Officials at the Agriculture Department and the Census Bureau, which maintains the database, were evidently unaware that the Social Security numbers were accessible in the database until they were notified last week by a farmer from Illinois, who stumbled across the database on the Internet.
“I was bored, and typed the name of my farm into Google to see what was out there,” said Marsha Bergmeier, president of Mohr Family Farms in Fairmount, Ill.
The first link that appeared in the search results was for her farm’s Web site. The second was for a site that she had never heard of, FedSpending.org, which provides a searchable database of federal government expenditures. The site uses information from the Census database.
Ms.

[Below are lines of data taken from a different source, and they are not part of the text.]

//! Testing and asserting approximate equality.

use core::iter::zip;

/// Trait for testing approximate equality.
///
/// Floating-point types are only an approximation of real numbers due to their
/// finite precision. The presence of rounding errors means that two floats may
/// not compare equal even if their counterparts in ℝ would. Even such a simple
/// expression as `0.1 + 0.2 == 0.3` will evaluate to false due to precision
/// issues.
///
/// Approximate equality is a more robust way to compare floating-point values
/// than strict equality. Two values are considered approximately equal if their
/// absolute difference is less than some small value, "epsilon". The choice of
/// the epsilon value is not an exact science, and depends on how much error
/// has accrued in the computation of the values.
///
/// Moreover, due to the nature of floating point, a naive comparison against
/// a fixed value does not work well. Rather, the epsilon should be *relative*
/// to the magnitude of the values being compared.
pub trait ApproxEq<Other: ?Sized = Self, Epsilon = Self> {
    /// Returns whether `self` and `other` are approximately equal.
    /// Uses the epsilon returned by [`Self::relative_epsilon`].
    fn approx_eq(&self, other: &Other) -> bool {
        self.approx_eq_eps(other, &Self::relative_epsilon())
    }

    /// Returns whether `self` and `other` are approximately equal,
    /// using the relative epsilon `rel_eps`.
    fn approx_eq_eps(&self, other: &Other, rel_eps: &Epsilon) -> bool;

    /// Returns the default relative epsilon of type `E`.
    fn relative_epsilon() -> Epsilon;
}

macro_rules! impl_approx_eq_float {
    ($t:ident, $eps:literal) => {
        impl ApproxEq for $t {
            fn approx_eq_eps(&self, other: &Self, rel_eps: &Self) -> bool {
                use num_traits::float::Float;
                let diff = Float::abs(self - other);
                diff <= *rel_eps * Float::abs(*self).max(1.0)
            }

            fn relative_epsilon() -> Self {
                $eps
            }
        }
    };
}

impl_approx_eq_float!(f32, 1e-6);
impl_approx_eq_float!(f64, 1e-12);

/// Integers are approximately equal only if they are exactly equal.
impl ApproxEq for i32 {
    fn approx_eq_eps(&self, other: &Self, _: &Self) -> bool {
        self == other
    }
    fn relative_epsilon() -> Self {
        0
    }
}

impl<E, T: Sized + ApproxEq<T, E>> ApproxEq<Self, E> for [T] {
    fn approx_eq_eps(&self, other: &Self, rel_eps: &E) -> bool {
        self.len() == other.len()
            && zip(self, other).all(|(s, o)| s.approx_eq_eps(o, rel_eps))
    }
    fn relative_epsilon() -> E {
        T::relative_epsilon()
    }
}

impl<E, T: Sized + ApproxEq<T, E>, const N: usize> ApproxEq<Self, E>
    for [T; N]
{
    fn approx_eq_eps(&self, other: &Self, rel_eps: &E) -> bool {
        self.as_slice().approx_eq_eps(other, rel_eps)
    }
    fn relative_epsilon() -> E {
        T::relative_epsilon()
    }
}

impl<E, T: ApproxEq<T, E>> ApproxEq<Self, E> for Option<T> {
    fn approx_eq_eps(&self, other: &Self, rel_eps: &E) -> bool {
        match (self, other) {
            (Some(s), Some(o)) => s.approx_eq_eps(o, rel_eps),
            (Some(_), None) | (None, Some(_)) => false,
            (None, None) => true,
        }
    }

    fn relative_epsilon() -> E {
        T::relative_epsilon()
    }
}

/// Asserts that two values are approximately equal.
/// Requires that the left operand has an applicable [`ApproxEq`] impl
/// and that both operands impl `Debug` unless a custom message is given.
///
/// # Panics
///
/// If the given values are not approximately equal.
///
/// # Examples
/// `assert_eq` would fail, but `assert_approx_eq` passes:
/// ```
/// # use geoprim_core::assert_approx_eq;
/// assert_ne!(0.1 + 0.2, 0.3);
/// assert_approx_eq!(0.1 + 0.2, 0.3);
/// ```
/// A relative epsilon is used:
/// ```
/// # use geoprim_core::assert_approx_eq;
/// assert_ne!(1e7f32, 1e7 + 1.0);
/// assert_approx_eq!(1e7f32, 1e7 + 1.0);
/// ```
/// A custom epsilon can be given:
/// ```
/// # use geoprim_core::assert_approx_eq;
/// assert_approx_eq!(100.0, 101.0, eps = 0.01);
/// ```
/// Like `assert_eq`, this macro supports custom panic messages.
/// The epsilon, if present, must come before the format string.
/// ```should_panic
/// # use std::f32;
/// # use geoprim_core::assert_approx_eq;
/// assert_approx_eq!(f32::sin(3.14), 0.0, eps = 0.001,
///     "3.14 is not a good approximation of {}!", f32::consts::PI);
/// ```
#[macro_export]
macro_rules! assert_approx_eq {
    ($a:expr, $b:expr) => {
        match (&$a, &$b) {
            (a, b) => $crate::assert_approx_eq!(
                *a, *b,
                "assertion failed: `{a:?} ≅ {b:?}`"
            )
        }
    };
    ($a:expr, $b:expr, eps = $eps:literal) => {
        match (&$a, &$b) {
            (a, b) => $crate::assert_approx_eq!(
                *a, *b, eps = $eps,
                "assertion failed: `{a:?} ≅ {b:?}`"
            )
        }
    };
    ($a:expr, $b:expr, $fmt:literal $(, $args:expr)*) => {{
        use $crate::math::approx::ApproxEq;
        match (&$a, &$b) {
            (a, b) => assert!(ApproxEq::approx_eq(a, b), $fmt $(, $args)*)
        }
    }};
    ($a:expr, $b:expr, eps = $eps:literal, $fmt:literal $(, $args:expr)*) => {{
        use $crate::math::approx::ApproxEq;
        match (&$a, &$b) {
            (a, b) => assert!(
                ApproxEq::approx_eq_eps(a, b, &$eps),
                $fmt $(, $args)*
            )
        }
    }};
}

Bergmeier said she was able to identify almost 30,000 records in the database that contained Social Security numbers.
“I was stunned,” she said. “The numbers were right there in plain view in this database that anyone can access.”
While there was no evidence to indicate whether anyone had in fact used the information improperly, officials at the Agriculture Department and the Census Bureau removed the Social Security numbers from the Census Web site last week.

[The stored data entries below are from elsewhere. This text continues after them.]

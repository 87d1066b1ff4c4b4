//! Boot-time description of the managed physical range.

use crate::Frame;
use crate::error::InitError;
use crate::ref_count::ref_table_len_for;
use kernel_info::boot::PhysMemoryInfo;
use kernel_memory_addresses::{PhysicalAddress, Size4K, whole_pages};

/// Where managed memory begins and ends.
///
/// `kernel_end` is the first byte after the kernel image; it is rounded up to
/// the next page boundary. `phys_top` is exclusive; a trailing partial page is
/// never managed.
#[derive(Debug, Copy, Clone, PartialEq, Eq)]
pub struct PmmConfig {
    kernel_end: PhysicalAddress,
    phys_top: PhysicalAddress,
}

impl PmmConfig {
    #[must_use]
    pub const fn new(kernel_end: PhysicalAddress, phys_top: PhysicalAddress) -> Self {
        Self {
            kernel_end,
            phys_top,
        }
    }

    #[must_use]
    pub const fn from_boot(info: &PhysMemoryInfo) -> Self {
        Self::new(info.kernel_end(), info.phys_top())
    }

    #[must_use]
    pub const fn kernel_end(&self) -> PhysicalAddress {
        self.kernel_end
    }

    #[must_use]
    pub const fn phys_top(&self) -> PhysicalAddress {
        self.phys_top
    }

    /// First managed frame and the (page aligned, exclusive) top.
    ///
    /// # Errors
    /// [`InitError::EmptyRange`] if not a single whole page fits.
    pub fn managed_range(&self) -> Result<(Frame, PhysicalAddress), InitError> {
        let empty = InitError::EmptyRange {
            start: self.kernel_end,
            top: self.phys_top,
        };
        let first = self.kernel_end.align_up::<Size4K>().ok_or(empty)?;
        let top = self.phys_top.align_down::<Size4K>();
        if first >= top {
            return Err(empty);
        }
        Ok((first.page(), top))
    }

    /// Number of whole pages the allocator will manage.
    #[must_use]
    pub const fn page_count(&self) -> u64 {
        whole_pages::<Size4K>(self.kernel_end, self.phys_top)
    }

    /// Entries the reference-count table must provide.
    #[must_use]
    pub const fn ref_table_len(&self) -> usize {
        ref_table_len_for(self.phys_top.as_u64())
    }
}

Officials at the Agriculture Department said Social Security numbers were included in the public database because doing so was the common practice years ago when the database was first created, before online identity theft was as well-known a threat as it is today.
Department officials said that more recently, when government agencies began to review public databases to remove sensitive personal information like Social Security numbers, they failed to notice that the numbers were being used in this database.

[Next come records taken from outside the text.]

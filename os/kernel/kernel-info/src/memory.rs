//! # Memory Layout

use kernel_memory_addresses::{PageSize, Size4K};

/// A simple Higher Half Direct Map (HHDM) base.
/// Anything mapped at [`HHDM_BASE`] + `pa` lets the kernel
/// access physical memory via a fixed offset.
pub const HHDM_BASE: u64 = 0xffff_8880_0000_0000;

/// Where the kernel image is placed in *physical* memory.
pub const PHYS_LOAD: u64 = 0x0010_0000; // 1 MiB

/// Top of physical memory managed by the frame allocator (exclusive).
pub const PHYS_TOP: u64 = 0x0E00_0000; // 224 MiB

/// Granule of the physical frame allocator.
pub const PAGE_SIZE: u64 = 4096;

const _: () = {
    assert!(PHYS_TOP.is_multiple_of(PAGE_SIZE));
    assert!(PHYS_LOAD.is_multiple_of(PAGE_SIZE));
    assert!(PHYS_TOP > PHYS_LOAD);
    assert!(PAGE_SIZE == <Size4K as PageSize>::SIZE);
};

Terri Teuber, a department spokeswoman, said the agency was notifying people whose Social Security numbers were disclosed on the site. She said the agency was also planning to contract with a company to monitor the credit reports of all the affected individuals, at an estimated cost of about $4 million.
“We took swift action when this was brought to our attention, and took the information down,” Ms. Teuber said. “We want to make sure that it doesn’t exist on any publicly available Web site.”
The Agriculture Department said that its review of the database shows that between 100,000 and 150,000 people could be at risk.
A spokeswoman for the Census Bureau referred all calls about the database to the Office of Management and Budget.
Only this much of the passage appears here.